### Records for processing ###
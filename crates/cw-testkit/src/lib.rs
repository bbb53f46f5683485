//! Shared fixtures for call-watch scenario tests.
//!
//! Everything runs against [`InMemoryCallStore`]; nothing here touches a
//! database or the wall clock.

use std::fs;
use std::sync::Arc;

use anyhow::{Context, Result};
use chrono::{DateTime, Duration, TimeZone, Utc};
use cw_calls::{CallService, InMemoryCallStore, MetricsWindows, SubmitError};
use cw_reconcile::{CallRecord, RawCallEvent};

/// The instant every scenario treats as "now": 2024-01-01T12:00:00Z.
pub fn fixed_now() -> DateTime<Utc> {
    Utc.with_ymd_and_hms(2024, 1, 1, 12, 0, 0)
        .single()
        .expect("fixed instant is unambiguous in UTC")
}

/// RFC 3339 text for `minutes` before `now`.
pub fn minutes_before(now: DateTime<Utc>, minutes: i64) -> String {
    (now - Duration::minutes(minutes)).to_rfc3339()
}

/// In-memory store + service over it.
pub struct Harness {
    pub store: Arc<InMemoryCallStore>,
    pub calls: CallService,
}

impl Default for Harness {
    fn default() -> Self {
        Self::new()
    }
}

impl Harness {
    pub fn new() -> Self {
        Self::with_windows(MetricsWindows::default())
    }

    pub fn with_windows(windows: MetricsWindows) -> Self {
        let store = Arc::new(InMemoryCallStore::new());
        let calls = CallService::with_windows(store.clone(), windows);
        Self { store, calls }
    }

    pub async fn start(&self, call_id: &str, at: &str) -> Result<CallRecord, SubmitError> {
        self.calls
            .submit_event(&RawCallEvent::started(call_id, "A", "B", at))
            .await
    }

    pub async fn end(&self, call_id: &str, at: &str) -> Result<CallRecord, SubmitError> {
        self.calls
            .submit_event(&RawCallEvent::ended(call_id, "A", "B", at))
            .await
    }

    /// Current record for `call_id`, bypassing the service.
    pub async fn record(&self, call_id: &str) -> Option<CallRecord> {
        self.store
            .snapshot()
            .await
            .into_iter()
            .find(|r| r.external_id == call_id)
    }

    /// Submit events in order; every outcome is kept.
    pub async fn replay(&self, events: &[RawCallEvent]) -> Vec<Result<CallRecord, SubmitError>> {
        let mut out = Vec::with_capacity(events.len());
        for ev in events {
            out.push(self.calls.submit_event(ev).await);
        }
        out
    }
}

/// Load provider events from a JSON-lines file (one event object per line;
/// blank lines and `#` comments skipped).
pub fn load_events_jsonl(path: &str) -> Result<Vec<RawCallEvent>> {
    let raw = fs::read_to_string(path).with_context(|| format!("read events: {path}"))?;
    let mut out = Vec::new();
    for (i, line) in raw.lines().enumerate() {
        let line = line.trim();
        if line.is_empty() || line.starts_with('#') {
            continue;
        }
        let ev: RawCallEvent = serde_json::from_str(line)
            .with_context(|| format!("parse event at {path}:{}", i + 1))?;
        out.push(ev);
    }
    Ok(out)
}
//! Scenario: the reference walk-through of one call's life
//!
//! 1. Start on an empty store creates an open record.
//! 2. A matching end closes it with durationMs = 300000.
//! 3. A repeated start is a conflict; the store is unchanged after the first.
//! 4. An end for an unknown call is not-found.
//! 5. An end before the start is rejected and the record stays open.
//! 6. Open calls 90 and 30 minutes old: the stale window counts only the first.

use cw_calls::SubmitError;
use cw_reconcile::{ErrorKind, Rejection};
use cw_testkit::{fixed_now, minutes_before, Harness};

#[tokio::test]
async fn start_on_empty_store_creates_open_record() {
    let h = Harness::new();

    let rec = h.start("c1", "2024-01-01T10:00:00Z").await.unwrap();

    assert_eq!(rec.external_id, "c1");
    assert!(rec.ended_at.is_none());
    assert_eq!(h.store.len().await, 1);
}

#[tokio::test]
async fn end_closes_with_five_minutes() {
    let h = Harness::new();
    h.start("c1", "2024-01-01T10:00:00Z").await.unwrap();

    let rec = h.end("c1", "2024-01-01T10:05:00Z").await.unwrap();

    assert_eq!(rec.duration_ms, Some(300_000));
    assert_eq!(h.record("c1").await, Some(rec));
}

#[tokio::test]
async fn repeated_start_is_conflict_and_store_unchanged() {
    let h = Harness::new();
    h.start("c1", "2024-01-01T10:00:00Z").await.unwrap();
    let after_first = h.store.snapshot().await;

    let err = h.start("c1", "2024-01-01T10:00:00Z").await.unwrap_err();

    assert_eq!(err.kind(), ErrorKind::Conflict);
    assert_eq!(h.store.snapshot().await, after_first);
}

#[tokio::test]
async fn end_without_record_is_not_found() {
    let h = Harness::new();

    let err = h.end("c2", "2024-01-01T10:00:00Z").await.unwrap_err();

    assert_eq!(err.kind(), ErrorKind::NotFound);
    assert_eq!(err.to_string(), "Cannot end call c2 - not found");
    assert!(h.store.is_empty().await);
}

#[tokio::test]
async fn end_before_start_rejected_record_open() {
    let h = Harness::new();
    h.start("c3", "2024-01-01T10:00:00Z").await.unwrap();

    let err = h.end("c3", "2024-01-01T09:59:00Z").await.unwrap_err();

    assert!(matches!(
        err,
        SubmitError::Rejected(Rejection::EndBeforeStart { .. })
    ));
    let rec = h.record("c3").await.unwrap();
    assert!(rec.is_open());
    assert!(rec.duration_ms.is_none());
}

#[tokio::test]
async fn stale_window_counts_only_the_older_call() {
    let h = Harness::new();
    let now = fixed_now();
    h.start("old", &minutes_before(now, 90)).await.unwrap();
    h.start("young", &minutes_before(now, 30)).await.unwrap();

    assert_eq!(h.calls.stale_count(now).await.unwrap(), 1);
    assert_eq!(h.calls.unfinished_count(now).await.unwrap(), 2);
}
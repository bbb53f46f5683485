//! Request and response bodies for the cw-daemon HTTP endpoints.
//!
//! Field names are part of the provider-facing contract; no logic lives here.

use cw_reconcile::CallRecord;
use serde::{Deserialize, Serialize};

// ---------------------------------------------------------------------------
// /v1/health
// ---------------------------------------------------------------------------

#[derive(Debug, Clone, Serialize, Deserialize)]
pub struct HealthResponse {
    pub ok: bool,
    pub service: &'static str,
    pub version: &'static str,
    pub uptime_secs: u64,
}

// ---------------------------------------------------------------------------
// POST /events
// ---------------------------------------------------------------------------

/// Body returned when an event was applied.
#[derive(Debug, Clone, Serialize, Deserialize)]
pub struct EventAccepted {
    /// Always "ok".
    pub status: String,
    /// The record as stored after the event.
    pub call: CallRecord,
}

// ---------------------------------------------------------------------------
// GET /metrics
// ---------------------------------------------------------------------------

#[derive(Debug, Clone, Copy, Serialize, Deserialize)]
#[serde(rename_all = "camelCase")]
pub struct MetricsResponse {
    /// Open calls started inside the unfinished window.
    pub latest_unfinished_calls: u64,
    /// Open calls started inside the stale window.
    pub stale_calls: u64,
}

// ---------------------------------------------------------------------------
// Errors
// ---------------------------------------------------------------------------

#[derive(Debug, Clone, Serialize, Deserialize)]
pub struct ErrorResponse {
    pub error: String,
}

impl ErrorResponse {
    pub fn new(error: impl Into<String>) -> Self {
        Self {
            error: error.into(),
        }
    }
}
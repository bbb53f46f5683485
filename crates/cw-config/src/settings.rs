//! Typed view of the effective config. Every field has a default, so an empty
//! config is a valid one.

use anyhow::{bail, Context, Result};
use serde::{Deserialize, Serialize};
use serde_json::Value;
use std::net::SocketAddr;

/// Env var that overrides `server.bind_addr`.
pub const ENV_BIND_ADDR_OVERRIDE: &str = "CW_DAEMON_ADDR";

#[derive(Debug, Clone, Default, PartialEq, Eq, Serialize, Deserialize)]
#[serde(default)]
pub struct ServiceConfig {
    pub server: ServerSection,
    pub database: DatabaseSection,
    pub metrics: MetricsSection,
    pub sweep: SweepSection,
}

#[derive(Debug, Clone, PartialEq, Eq, Serialize, Deserialize)]
#[serde(default)]
pub struct ServerSection {
    pub bind_addr: String,
}

impl Default for ServerSection {
    fn default() -> Self {
        Self {
            bind_addr: "127.0.0.1:8080".to_string(),
        }
    }
}

impl ServerSection {
    /// `override_addr` (normally `CW_DAEMON_ADDR`) wins when non-blank.
    pub fn effective_bind_addr(&self, override_addr: Option<&str>) -> Result<SocketAddr> {
        let raw = match override_addr.map(str::trim) {
            Some(s) if !s.is_empty() => s,
            _ => self.bind_addr.trim(),
        };
        raw.parse::<SocketAddr>()
            .with_context(|| format!("invalid bind address: {raw}"))
    }
}

#[derive(Debug, Clone, PartialEq, Eq, Serialize, Deserialize)]
#[serde(default)]
pub struct DatabaseSection {
    /// NAME of the env var holding the connection URL.
    pub url_env: String,
    pub max_connections: u32,
}

impl Default for DatabaseSection {
    fn default() -> Self {
        Self {
            url_env: "CW_DATABASE_URL".to_string(),
            max_connections: 10,
        }
    }
}

#[derive(Debug, Clone, PartialEq, Eq, Serialize, Deserialize)]
#[serde(default)]
pub struct MetricsSection {
    pub unfinished_lookback_secs: u64,
    pub stale_lookback_secs: u64,
    pub stale_min_age_secs: u64,
}

impl Default for MetricsSection {
    fn default() -> Self {
        Self {
            unfinished_lookback_secs: 2 * 3600,
            stale_lookback_secs: 2 * 3600,
            stale_min_age_secs: 3600,
        }
    }
}

#[derive(Debug, Clone, PartialEq, Eq, Serialize, Deserialize)]
#[serde(default)]
pub struct SweepSection {
    pub enabled: bool,
    pub interval_secs: u64,
}

impl Default for SweepSection {
    fn default() -> Self {
        Self {
            enabled: true,
            interval_secs: 60,
        }
    }
}

impl ServiceConfig {
    pub fn from_json(config_json: &Value) -> Result<Self> {
        let cfg: ServiceConfig = serde_json::from_value(config_json.clone())
            .context("config does not match the service config shape")?;
        cfg.validate()?;
        Ok(cfg)
    }

    pub fn validate(&self) -> Result<()> {
        self.server.effective_bind_addr(None)?;
        if self.database.url_env.trim().is_empty() {
            bail!("CONFIG_INVALID database.url_env must name an env var");
        }
        if self.database.max_connections == 0 {
            bail!("CONFIG_INVALID database.max_connections must be >= 1");
        }
        if self.sweep.enabled && self.sweep.interval_secs == 0 {
            bail!("CONFIG_INVALID sweep.interval_secs must be >= 1 when the sweep is enabled");
        }
        if self.metrics.stale_min_age_secs >= self.metrics.stale_lookback_secs {
            bail!(
                "CONFIG_INVALID metrics.stale_min_age_secs ({}) must be below \
                 metrics.stale_lookback_secs ({})",
                self.metrics.stale_min_age_secs,
                self.metrics.stale_lookback_secs
            );
        }
        Ok(())
    }
}

#[cfg(test)]
mod tests {
    use super::*;
    use serde_json::json;

    #[test]
    fn empty_config_yields_defaults() {
        let cfg = ServiceConfig::from_json(&json!({})).unwrap();
        assert_eq!(cfg, ServiceConfig::default());
        assert_eq!(cfg.metrics.stale_min_age_secs, 3600);
        assert_eq!(cfg.database.url_env, "CW_DATABASE_URL");
    }

    #[test]
    fn override_wins_over_configured_addr() {
        let server = ServerSection::default();
        let addr = server.effective_bind_addr(Some("0.0.0.0:9000")).unwrap();
        assert_eq!(addr.port(), 9000);

        let addr = server.effective_bind_addr(Some("   ")).unwrap();
        assert_eq!(addr.port(), 8080);
    }

    #[test]
    fn inverted_stale_window_is_refused() {
        let err = ServiceConfig::from_json(&json!({
            "metrics": {"stale_lookback_secs": 600, "stale_min_age_secs": 600}
        }))
        .unwrap_err();
        assert!(format!("{err:#}").contains("stale_min_age_secs"));
    }

    #[test]
    fn wrong_type_is_a_shape_error() {
        let err = ServiceConfig::from_json(&json!({"sweep": {"enabled": "yes"}})).unwrap_err();
        assert!(format!("{err:#}").contains("service config shape"));
    }
}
###
* Work item:
Please reproduce the lines from the line with "pub async fn record(&self, call_id: &str)" to the line with "after the first.", both ends included, exactly as they appear above.

* Solution:
    pub async fn record(&self, call_id: &str) -> Option<CallRecord> {
        self.store
            .snapshot()
            .await
            .into_iter()
            .find(|r| r.external_id == call_id)
    }

    /// Submit events in order; every outcome is kept.
    pub async fn replay(&self, events: &[RawCallEvent]) -> Vec<Result<CallRecord, SubmitError>> {
        let mut out = Vec::with_capacity(events.len());
        for ev in events {
            out.push(self.calls.submit_event(ev).await);
        }
        out
    }
}

/// Load provider events from a JSON-lines file (one event object per line;
/// blank lines and `#` comments skipped).
pub fn load_events_jsonl(path: &str) -> Result<Vec<RawCallEvent>> {
    let raw = fs::read_to_string(path).with_context(|| format!("read events: {path}"))?;
    let mut out = Vec::new();
    for (i, line) in raw.lines().enumerate() {
        let line = line.trim();
        if line.is_empty() || line.starts_with('#') {
            continue;
        }
        let ev: RawCallEvent = serde_json::from_str(line)
            .with_context(|| format!("parse event at {path}:{}", i + 1))?;
        out.push(ev);
    }
    Ok(out)
}
//! Scenario: the reference walk-through of one call's life
//!
//! 1. Start on an empty store creates an open record.
//! 2. A matching end closes it with durationMs = 300000.
//! 3. A repeated start is a conflict; the store is unchanged after the first.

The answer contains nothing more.